Before we explore how we can consciously direct this process, we must first understand the incredible intelligence already operating within us.

The Biological Energetics of Creation

One of the most extraordinary functions of the human brain is its ability to create coherence between our inner and outer worlds. Every second of every day, our nervous system is receiving an unimaginable amount of information through our senses. Light enters our eyes. Sound waves vibrate against our ears. Temperature, touch, taste, and smell continually provide information about the environment around us.

These experiences begin as energy.

Our nervous system receives these signals and translates them into electrochemical activity within the brain. Neurons communicate through electrical impulses and chemical messengers called neurotransmitters, allowing the body to interpret what is happening and respond accordingly. In this way, what began as patterns of light, sound, or vibration becomes a biological experience that we perceive, feel, and ultimately act upon (Lipton, The Biology of Belief).

This is why every emotional experience has a biological counterpart. When we perceive danger, stress hormones such as cortisol prepare the body for action. When we experience connection and trust, neurochemicals such as oxytocin support bonding and feelings of safety. Energy is continually being transformed into biology.

Albert Einstein famously observed that "Energy cannot be created or destroyed; it can only be transformed." While he was describing a fundamental principle of physics, I often find myself reflecting on those words when considering the human experience. What begins as information from the world around us is continually transformed into thoughts, emotions, chemistry, behavior, and lived experience.

Our biology is not passively observing reality.

It is actively participating in it.

This participation becomes even more fascinating when we consider what we call the mind.

While we often think of the mind as a single thing, it is helpful to distinguish between two different modes of processing. The first is the conscious mind, associated primarily with the prefrontal cortex. This is the part of us capable of reasoning, planning, imagining the future, and making intentional decisions.

Bruce Lipton describes this beautifully in Spontaneous Evolution:

"Self-consciousness enables an individual to factor in the consequences of his or her actions, not only in the present but also in the future. Self-consciousness is what enables us to be co-creators, not merely responders to stimuli."

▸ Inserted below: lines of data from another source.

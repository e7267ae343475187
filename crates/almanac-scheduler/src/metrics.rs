//! Observability metrics for the scheduler engine.
//!
//! Metrics are exported through the `metrics` crate facade; install a
//! recorder (e.g. `metrics-exporter-prometheus`) at process startup to
//! publish them.
//!
//! | Metric | Type | Labels | Description |
//! |--------|------|--------|-------------|
//! | `almanac_transitions_total` | Counter | `state` | State transitions by target state |
//! | `almanac_handler_failures_total` | Counter | `handler` | Output handler failures |
//! | `almanac_queued_events` | Gauge | - | Events waiting on state-manager shards |
//! | `almanac_active_states` | Gauge | `state` | Active instances by state |
//! | `almanac_tick_seconds` | Histogram | `ticker` | Tick duration by ticker |
//! | `almanac_triggers_total` | Counter | `source` | Triggers by source (natural, backfill) |
//! | `almanac_timeouts_total` | Counter | `state` | Timeout events by timed-out state |
//! | `almanac_submissions_total` | Counter | `result` | Runner submissions by outcome |

use std::time::{Duration, Instant};

/// Metric names as constants for consistency.
pub mod names {
    /// Counter: state transitions by target state.
    pub const TRANSITIONS_TOTAL: &str = "almanac_transitions_total";
    /// Counter: output handler failures by handler.
    pub const HANDLER_FAILURES_TOTAL: &str = "almanac_handler_failures_total";
    /// Gauge: events waiting on state-manager shards.
    pub const QUEUED_EVENTS: &str = "almanac_queued_events";
    /// Gauge: active instances by state.
    pub const ACTIVE_STATES: &str = "almanac_active_states";
    /// Histogram: tick duration by ticker.
    pub const TICK_SECONDS: &str = "almanac_tick_seconds";
    /// Counter: triggers by source.
    pub const TRIGGERS_TOTAL: &str = "almanac_triggers_total";
    /// Counter: timeout events by timed-out state.
    pub const TIMEOUTS_TOTAL: &str = "almanac_timeouts_total";
    /// Counter: runner submissions by outcome.
    pub const SUBMISSIONS_TOTAL: &str = "almanac_submissions_total";
}

/// Label keys used across metrics.
pub mod labels {
    /// Run state label.
    pub const STATE: &str = "state";
    /// Output handler name.
    pub const HANDLER: &str = "handler";
    /// Ticker name (scheduler, trigger, backfill, runtime-config).
    pub const TICKER: &str = "ticker";
    /// Trigger source (natural, backfill).
    pub const SOURCE: &str = "source";
    /// Submission outcome (submitted, failed).
    pub const RESULT: &str = "result";
}

/// RAII guard for timing operations; records the elapsed duration on drop.
pub struct TimingGuard<F>
where
    F: FnOnce(Duration),
{
    start: Instant,
    on_drop: Option<F>,
}

impl<F> TimingGuard<F>
where
    F: FnOnce(Duration),
{
    /// Creates a guard that calls `on_drop` with the elapsed duration.
    pub fn new(on_drop: F) -> Self {
        Self {
            start: Instant::now(),
            on_drop: Some(on_drop),
        }
    }
}

impl<F> Drop for TimingGuard<F>
where
    F: FnOnce(Duration),
{
    fn drop(&mut self) {
        if let Some(f) = self.on_drop.take() {
            f(self.start.elapsed());
        }
    }
}

/// Creates a timing guard recording into the tick-duration histogram.
#[must_use]
pub fn time_tick(ticker: &'static str) -> TimingGuard<impl FnOnce(Duration)> {
    TimingGuard::new(move |duration| {
        metrics::histogram!(names::TICK_SECONDS, labels::TICKER => ticker)
            .record(duration.as_secs_f64());
    })
}

#[cfg(test)]
mod tests {
    use super::*;

    #[test]
    fn timing_guard_records_on_drop() {
        let mut recorded = None;
        {
            let _guard = TimingGuard::new(|d| recorded = Some(d));
            std::thread::sleep(Duration::from_millis(5));
        }
        assert!(recorded.is_some_and(|d| d >= Duration::from_millis(5)));
    }

    #[test]
    fn recording_without_a_recorder_does_not_panic() {
        metrics::counter!(names::TRANSITIONS_TOTAL, labels::STATE => "queued").increment(1);
        metrics::gauge!(names::QUEUED_EVENTS).set(0.0);
        let _guard = time_tick("scheduler");
    }
}
use std::sync::atomic::{AtomicU64, Ordering};

/// Sentinel for "no overflow recorded".
const NO_OVERFLOW: u64 = u64::MAX;

/// Run-scoped capture state, shared between the capture and writer threads.
///
/// Mutated by the ingest validator only; read from both sides, so every
/// field is an atomic. `bytes_received` counts everything delivered by the
/// hardware including the warm-up run; `bytes_accepted` counts only bytes
/// forwarded into the handoff queue.
#[derive(Debug)]
pub struct CaptureSession {
    /// Byte budget for the session. 0 means unbounded.
    bytes_wanted: u64,
    bytes_received: AtomicU64,
    bytes_accepted: AtomicU64,
    /// Bytes refused by a saturated bounded queue (backpressure).
    bytes_refused: AtomicU64,
    /// Accepted-stream offset of the first detected hardware overflow.
    overflow_offset: AtomicU64,
}

impl CaptureSession {
    pub fn new(bytes_wanted: u64) -> Self {
        Self {
            bytes_wanted,
            bytes_received: AtomicU64::new(0),
            bytes_accepted: AtomicU64::new(0),
            bytes_refused: AtomicU64::new(0),
            overflow_offset: AtomicU64::new(NO_OVERFLOW),
        }
    }

    pub fn bytes_wanted(&self) -> u64 {
        self.bytes_wanted
    }

    pub fn bytes_received(&self) -> u64 {
        self.bytes_received.load(Ordering::Relaxed)
    }

    pub fn bytes_accepted(&self) -> u64 {
        self.bytes_accepted.load(Ordering::Relaxed)
    }

    pub fn bytes_refused(&self) -> u64 {
        self.bytes_refused.load(Ordering::Relaxed)
    }

    /// Returns the previous total, like `fetch_add`.
    pub(crate) fn add_received(&self, n: u64) -> u64 {
        self.bytes_received.fetch_add(n, Ordering::Relaxed)
    }

    pub(crate) fn add_accepted(&self, n: u64) -> u64 {
        self.bytes_accepted.fetch_add(n, Ordering::Relaxed)
    }

    pub(crate) fn add_refused(&self, n: u64) {
        self.bytes_refused.fetch_add(n, Ordering::Relaxed);
    }

    /// Record the accepted-stream offset of a hardware overflow.
    /// First write wins; later detections are ignored.
    pub(crate) fn record_overflow(&self, offset: u64) {
        let _ = self.overflow_offset.compare_exchange(
            NO_OVERFLOW,
            offset,
            Ordering::SeqCst,
            Ordering::SeqCst,
        );
    }

    pub fn overflow_offset(&self) -> Option<u64> {
        match self.overflow_offset.load(Ordering::SeqCst) {
            NO_OVERFLOW => None,
            offset => Some(offset),
        }
    }

    /// True once the configured byte budget has been met.
    pub fn budget_reached(&self) -> bool {
        self.bytes_wanted != 0 && self.bytes_accepted() >= self.bytes_wanted
    }
}
use std::sync::atomic::{AtomicBool, Ordering};
use std::sync::Arc;

/// Cooperative cancellation flag shared by the capture and writer threads.
///
/// Set from the SIGINT handler, from the ingest validator (budget reached or
/// hardware overflow detected), or from the sink writer (I/O error). Nothing
/// blocks indefinitely once the flag is set: the capture callback returns
/// stop on its next invocation and the writer performs a bounded final drain.
#[derive(Clone, Debug, Default)]
pub struct ShutdownFlag {
    requested: Arc<AtomicBool>,
}

impl ShutdownFlag {
    pub fn new() -> Self {
        Self::default()
    }

    pub fn request(&self) {
        if !self.requested.swap(true, Ordering::SeqCst) {
            tracing::debug!("shutdown requested");
        }
    }

    pub fn is_requested(&self) -> bool {
        self.requested.load(Ordering::SeqCst)
    }
}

Yet despite how significant our conscious awareness feels, it represents only a small portion of our mental activity.

The subconscious mind is continually monitoring both our internal and external environments, processing enormous amounts of information beneath conscious awareness. Lipton notes that while the conscious mind processes roughly forty bits of information per second, the subconscious is capable of processing millions of bits during that same time. Whether or not those exact figures are interpreted literally, the broader point remains compelling: most of what influences our thoughts, emotions, behaviors, and perceptions occurs outside of conscious awareness.

Why does this matter?

Because if our subconscious is directing the overwhelming majority of our responses to life, then it is also directing the overwhelming majority of how we participate in the process of creation.

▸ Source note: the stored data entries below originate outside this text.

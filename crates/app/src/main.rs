use std::path::PathBuf;
use std::process::ExitCode;
use std::sync::Arc;
use std::time::SystemTime;

use clap::Parser;

use rfgrab_capture::ingest::DEFAULT_FLUSH_BYTES;
use rfgrab_capture::packing::SAMPLES_PER_BYTE;
use rfgrab_capture::writer::{FileSink, DEFAULT_CHUNK_BYTES};
use rfgrab_capture::{
    ByteQueue, CaptureSession, FtdiSyncFifo, IngestConfig, IngestValidator, PackingMode,
    SampleSource, SinkConfig, SinkWriterThread,
};
use rfgrab_app::is_clean_cli_exit;
use rfgrab_foundation::{parse_pid, parse_size, AppError, ShutdownFlag};

#[derive(Parser, Debug)]
#[command(name = "rfgrab")]
#[command(version)]
#[command(about = "Stream raw RF samples from the USB front-end to disk")]
#[command(
    long_about = "Streams raw samples from the RF front-end's synchronous FIFO to disk. \
The front-end must already be in FIFO mode (see the mode-setting tools). \
End the capture with Ctrl-C; queued samples are drained to disk before exit."
)]
struct Cli {
    /// File to save samples to; omit to validate the stream without saving
    filename: Option<PathBuf>,

    /// Number of samples to collect before exiting (suffix k, M or G)
    #[arg(short = 's', long, value_name = "N")]
    size: Option<String>,

    /// USB product id of the front-end, in hex
    #[arg(short = 'i', long, value_name = "PID")]
    id: Option<String>,

    /// Pack sign bits only: four raw bytes per output byte
    #[arg(short = '1', long)]
    onebit: bool,

    /// Rotate the output file every SECONDS seconds; bare -r means 3600,
    /// an explicit interval is given as -r=SECONDS
    #[arg(short = 'r', long, value_name = "SECONDS", num_args = 0..=1, require_equals = true, default_missing_value = "3600")]
    rotate: Option<u64>,

    /// Writer chunk size in bytes (suffix k, M or G)
    #[arg(short = 'c', long, value_name = "SIZE")]
    chunk: Option<String>,

    /// Print progress information while capturing
    #[arg(short = 'v', long)]
    verbose: bool,
}

fn init_logging(verbose: bool) {
    let default = if verbose { "debug" } else { "info" };
    let filter = tracing_subscriber::EnvFilter::try_from_default_env()
        .unwrap_or_else(|_| tracing_subscriber::EnvFilter::new(default));
    tracing_subscriber::fmt()
        .with_env_filter(filter)
        .with_target(false)
        .init();
}

fn main() -> ExitCode {
    // clap's own exit path reports argument errors with code 2; route
    // them through the documented failure code instead.
    let cli = match Cli::try_parse() {
        Ok(cli) => cli,
        Err(e) => {
            let _ = e.print();
            return if is_clean_cli_exit(e.kind()) {
                ExitCode::SUCCESS
            } else {
                ExitCode::FAILURE
            };
        }
    };
    init_logging(cli.verbose);
    match run(cli) {
        Ok(()) => ExitCode::SUCCESS,
        Err(e) => {
            tracing::error!("{e:#}");
            ExitCode::FAILURE
        }
    }
}

fn run(cli: Cli) -> anyhow::Result<()> {
    let bytes_wanted = match &cli.size {
        Some(s) => parse_size(s)?.div_ceil(SAMPLES_PER_BYTE),
        None => 0,
    };
    let chunk_bytes = match &cli.chunk {
        Some(s) => parse_size(s)? as usize,
        None => DEFAULT_CHUNK_BYTES,
    };
    let pid = cli.id.as_deref().map(parse_pid).transpose()?;

    let shutdown = ShutdownFlag::new();
    install_interrupt_handler(shutdown.clone())?;

    // All setup happens before either pipeline thread starts, so setup
    // failures terminate here with a plain diagnostic.
    let session = Arc::new(CaptureSession::new(bytes_wanted));
    let mut source = FtdiSyncFifo::open(pid)?;

    let (producer, writer) = match &cli.filename {
        Some(path) => {
            let cfg = SinkConfig {
                path: path.clone(),
                chunk_bytes,
                rotate_secs: cli.rotate,
                packing: if cli.onebit {
                    PackingMode::OneBit
                } else {
                    PackingMode::Passthrough
                },
            };
            let (producer, consumer) = ByteQueue::with_capacity(None);
            let sink = FileSink::open(cfg, SystemTime::now())?;
            let writer = SinkWriterThread::spawn(sink, consumer, shutdown.clone())?;
            (Some(producer), Some(writer))
        }
        None => {
            tracing::warn!("no filename given, validating the stream without saving");
            (None, None)
        }
    };

    let mut validator = IngestValidator::new(
        Arc::clone(&session),
        producer,
        shutdown.clone(),
        IngestConfig {
            flush_bytes: DEFAULT_FLUSH_BYTES,
            verbose: cli.verbose,
        },
    );

    tracing::info!("capture started");
    let stream_result = source.stream(&mut |buf, progress| validator.on_chunk(buf, progress));

    // Dropping the validator drops the queue producer, which closes the
    // queue; the writer drains everything already accepted, then exits.
    drop(validator);
    drop(source);

    let writer_result = writer.map(SinkWriterThread::join);

    match stream_result {
        Ok(()) => {}
        // A transport error after shutdown was already requested is noise,
        // not a failure.
        Err(e) if shutdown.is_requested() => {
            tracing::warn!("transport error during shutdown: {e}")
        }
        Err(e) => return Err(e.into()),
    }

    if let Some(result) = writer_result {
        let stats = result?;
        tracing::info!(
            bytes_written = stats.bytes_written,
            files = stats.files_opened,
            "capture complete"
        );
    }

    tracing::info!(
        received = session.bytes_received(),
        accepted = session.bytes_accepted(),
        refused = session.bytes_refused(),
        "session totals"
    );
    if let Some(offset) = session.overflow_offset() {
        tracing::error!("{}", AppError::StreamIntegrity { offset });
        tracing::error!("output ends at a discontinuity; samples past that offset were lost upstream");
    }
    Ok(())
}

fn install_interrupt_handler(shutdown: ShutdownFlag) -> Result<(), AppError> {
    ctrlc::set_handler(move || {
        if shutdown.is_requested() {
            // Shutdown already in progress; repeat deliveries are ignored.
            return;
        }
        tracing::info!("interrupt received, stopping capture");
        shutdown.request();
    })
    .map_err(|e| AppError::Fatal(format!("failed to install signal handler: {e}")))
}

#[cfg(test)]
mod tests {
    use super::*;

    #[test]
    fn cli_parses_representative_invocation() {
        let cli = Cli::parse_from([
            "rfgrab", "-s", "16M", "-1", "-r", "-c", "512k", "-v", "samples.bin",
        ]);
        assert_eq!(cli.filename, Some(PathBuf::from("samples.bin")));
        assert_eq!(cli.size.as_deref(), Some("16M"));
        assert!(cli.onebit);
        assert_eq!(cli.rotate, Some(3600));
        assert_eq!(cli.chunk.as_deref(), Some("512k"));
        assert!(cli.verbose);
    }

    #[test]
    fn rotate_accepts_explicit_interval() {
        let cli = Cli::parse_from(["rfgrab", "--rotate=60", "samples.bin"]);
        assert_eq!(cli.rotate, Some(60));
        let cli = Cli::parse_from(["rfgrab", "-r=60", "samples.bin"]);
        assert_eq!(cli.rotate, Some(60));
        let cli = Cli::parse_from(["rfgrab", "samples.bin"]);
        assert_eq!(cli.rotate, None);
    }

    #[test]
    fn bare_rotate_does_not_swallow_the_filename() {
        let cli = Cli::parse_from(["rfgrab", "-r", "samples.bin"]);
        assert_eq!(cli.rotate, Some(3600));
        assert_eq!(cli.filename, Some(PathBuf::from("samples.bin")));
    }

    #[test]
    fn argument_errors_map_to_failure_exit() {
        let err = Cli::try_parse_from(["rfgrab", "--rotate=abc"]).unwrap_err();
        assert!(!is_clean_cli_exit(err.kind()));
        let err = Cli::try_parse_from(["rfgrab", "--no-such-flag"]).unwrap_err();
        assert!(!is_clean_cli_exit(err.kind()));
        let err = Cli::try_parse_from(["rfgrab", "--help"]).unwrap_err();
        assert!(is_clean_cli_exit(err.kind()));
    }
}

This participation is not random.

Throughout our lives, the brain continually strengthens neural pathways based on repeated experiences. Rather than creating an entirely new pathway every time a signal travels through the nervous system, the brain builds efficient networks that allow familiar thoughts, emotions, and behaviors to become increasingly automatic. This remarkable capacity—known as neuroplasticity—is one of the reasons the human brain is capable of continual adaptation throughout life.

These neural pathways become the architecture of our habitual way of being.

They influence what captures our attention, how we interpret events, what emotions arise, and the behaviors that naturally follow.

Many of these patterns begin remarkably early in life.

During childhood, particularly in the first several years, the brain spends much of its time in slower brainwave states associated with heightened learning and suggestibility. During this period, children are continually absorbing information about themselves, relationships, safety, love, success, and what they believe is possible. Long before we consciously choose our beliefs, many of them have already begun choosing us.

This is not a cause for blame. It is an invitation toward understanding because the patterns that once helped us survive are not necessarily the same patterns that allow us to thrive.

Through this understanding, we’re now seeing how the nervous system doesn't simply respond to the world—it learns from it.

Every meaningful experience strengthens certain neural pathways while allowing others to weaken. Over time, these repeated patterns become our default way of perceiving life. We begin expecting similar outcomes, noticing similar details, and responding in familiar ways. Without realizing it, our past quietly becomes the lens through which we interpret the present.

Bruce Lipton summarizes this beautifully when he writes, "Perceptions are beliefs that permeate every cell. Simply, the expression of the body is a complement to the mind's perceptions" (Spontaneous Evolution, p. 26). He goes on to explain that perceptions not only influence behavior, but also affect the biological environment surrounding our cells, ultimately influencing gene expression.

Whether viewed through neuroscience or epigenetics, the implication is profound. Our beliefs are not merely abstract ideas living in the mind. They shape the chemistry of our bodies, influence our physiology, and become the lens through which we experience reality.

Imagine two people walking into the exact same room. One immediately notices warmth, kindness, and opportunity. The other notices judgment, rejection, and potential danger. The room hasn't changed. The people have. Their nervous systems are filtering reality through different histories, different beliefs, and different expectations.

This is one of the brain's greatest gifts—and sometimes, one of its greatest limitations.

Our brains are constantly searching for coherence. Once a belief becomes established, our attention naturally begins collecting evidence that supports it while overlooking evidence that contradicts it. Psychologists often refer to this tendency as confirmation bias. William James, often regarded as the father of American psychology, observed over a century ago that our experience is largely shaped by what we choose—or are conditioned—to pay attention to.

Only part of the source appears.